Direct detection and quantification of singlet oxygen during ischemia and reperfusion in rat hearts. Zhai, Xiaolin, and Muhammad Ashraf. Department of Pathology and Laboratory Medicine, University of Cincinnati Medical Center, Cincinnati, Ohio 45267
APStracts 2:0154H, 1995.
Direct detection and quantification of singlet oxygen (1O2) are important in understanding its role in the pathogenesis of postischemic reperfusion injury. To detect 1O2 in the postischemic reperfused hearts, 5, 8-endoperoxide, which was produced by the oxidation of [beta]-carotene by 1O2 and used as a marker for 1O2 generation, was quantified using high performance liquid chromatography (HPLC). After initial perfusion with 25 [mu]M [beta] -carotene, isolated rat hearts were subjected to various periods of ischemia for 5, 10, 20, 30, and 60 minutes followed by 10 minute reperfusion with buffer containing [beta]-carotene. The coronary effluent was collected, extracted with ether, and injected into the HPLC unit. Perfusion with buffer containing 25 [mu]M [beta]-carotene did not affect cardiac function and enzyme release. 5, 8-Endoperoxide was undetectable in the coronary effluent before ischemia. The production of 5, 8-endoperoxide was maximum within 120 seconds of reperfusion and decreased with further reperfusion.

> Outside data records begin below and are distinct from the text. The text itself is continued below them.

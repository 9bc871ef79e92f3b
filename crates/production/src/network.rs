//! In-process transport for a local validator network.
//!
//! Every node registers the sender half of its inbound channel under its
//! address. A broadcast clones the message into every other registered
//! channel. A full channel drops the message for that peer; the sender
//! never blocks.

use favo_core::{ConsensusMessage, Event};
use favo_types::Address;
use parking_lot::RwLock;
use std::collections::BTreeMap;
use std::sync::atomic::{AtomicU64, Ordering};
use std::sync::Arc;
use tokio::sync::mpsc;
use tracing::{trace, warn};

/// Cloneable handle to the shared peer table.
#[derive(Debug, Clone, Default)]
pub struct LocalNetwork {
    inner: Arc<NetworkInner>,
}

#[derive(Debug, Default)]
struct NetworkInner {
    peers: RwLock<BTreeMap<Address, mpsc::Sender<Event>>>,
    delivered: AtomicU64,
    dropped: AtomicU64,
}

impl LocalNetwork {
    pub fn new() -> Self {
        Self::default()
    }

    /// Attach a node. Replaces any earlier registration for `address`.
    pub fn register(&self, address: Address, inbound: mpsc::Sender<Event>) {
        self.inner.peers.write().insert(address, inbound);
    }

    /// Detach a node. Messages to it are no longer attempted.
    pub fn unregister(&self, address: &Address) {
        self.inner.peers.write().remove(address);
    }

    pub fn peer_count(&self) -> usize {
        self.inner.peers.read().len()
    }

    /// Deliver `message` to every registered node except `from`.
    pub fn broadcast(&self, from: Address, message: &ConsensusMessage) {
        let peers = self.inner.peers.read();
        for (address, inbound) in peers.iter() {
            if *address == from {
                continue;
            }
            let event = Event::MessageReceived {
                message: message.clone(),
            };
            match inbound.try_send(event) {
                Ok(()) => {
                    self.inner.delivered.fetch_add(1, Ordering::Relaxed);
                }
                Err(mpsc::error::TrySendError::Full(_)) => {
                    self.inner.dropped.fetch_add(1, Ordering::Relaxed);
                    warn!(from = ?from, to = ?address, "Peer inbound channel full, message dropped");
                }
                Err(mpsc::error::TrySendError::Closed(_)) => {
                    self.inner.dropped.fetch_add(1, Ordering::Relaxed);
                    trace!(to = ?address, "Peer stopped, message dropped");
                }
            }
        }
    }

    /// Messages handed to a peer's channel.
    pub fn delivered(&self) -> u64 {
        self.inner.delivered.load(Ordering::Relaxed)
    }

    /// Messages dropped because the peer's channel was full or closed.
    pub fn dropped(&self) -> u64 {
        self.inner.dropped.load(Ordering::Relaxed)
    }
}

The production of 1O2 was progressively increased, as the ischemic time was prolonged. Maximal accumulated amount of 1O2 during 10 minute reperfusion was observed in hearts subjected to 60 minute ischemia (36.2 +/- 1.7 nmol/10 min/g). Meanwhile, there was a good correlation between the amount of 1O2 production and cardiac function after 10 minute reperfusion at various ischemic time intervals. Treatment with 25 mM histidine, a 1O2 scavenger, significantly decreased 5, 8-endoperoxide from 7.02 +/- 0.47 to 0.98 +/- 0.11 nmol/min/g (p < 0.01) and improved cardiac function in the group with 60 minute ischemia. This study demonstrates that (1) the present method is useful and reliable for the measurement of 1O2 in the heart; (2) 1O2 production during reperfusion is dependent upon the duration of initial ischemia; and (3) 1O2 is one of the major factors in the postischemic reperfusion injury. 

Received 5 October 1994; accepted in final form 29 March 1995.
APS Manuscript Number H894-4.
Article publication pending Am. J. Physiol. (Heart Circ. Physiology).
ISSN 1080-4757 Copyright 1995 The American Physiological Society.
Published in APStracts on 25 April 1995.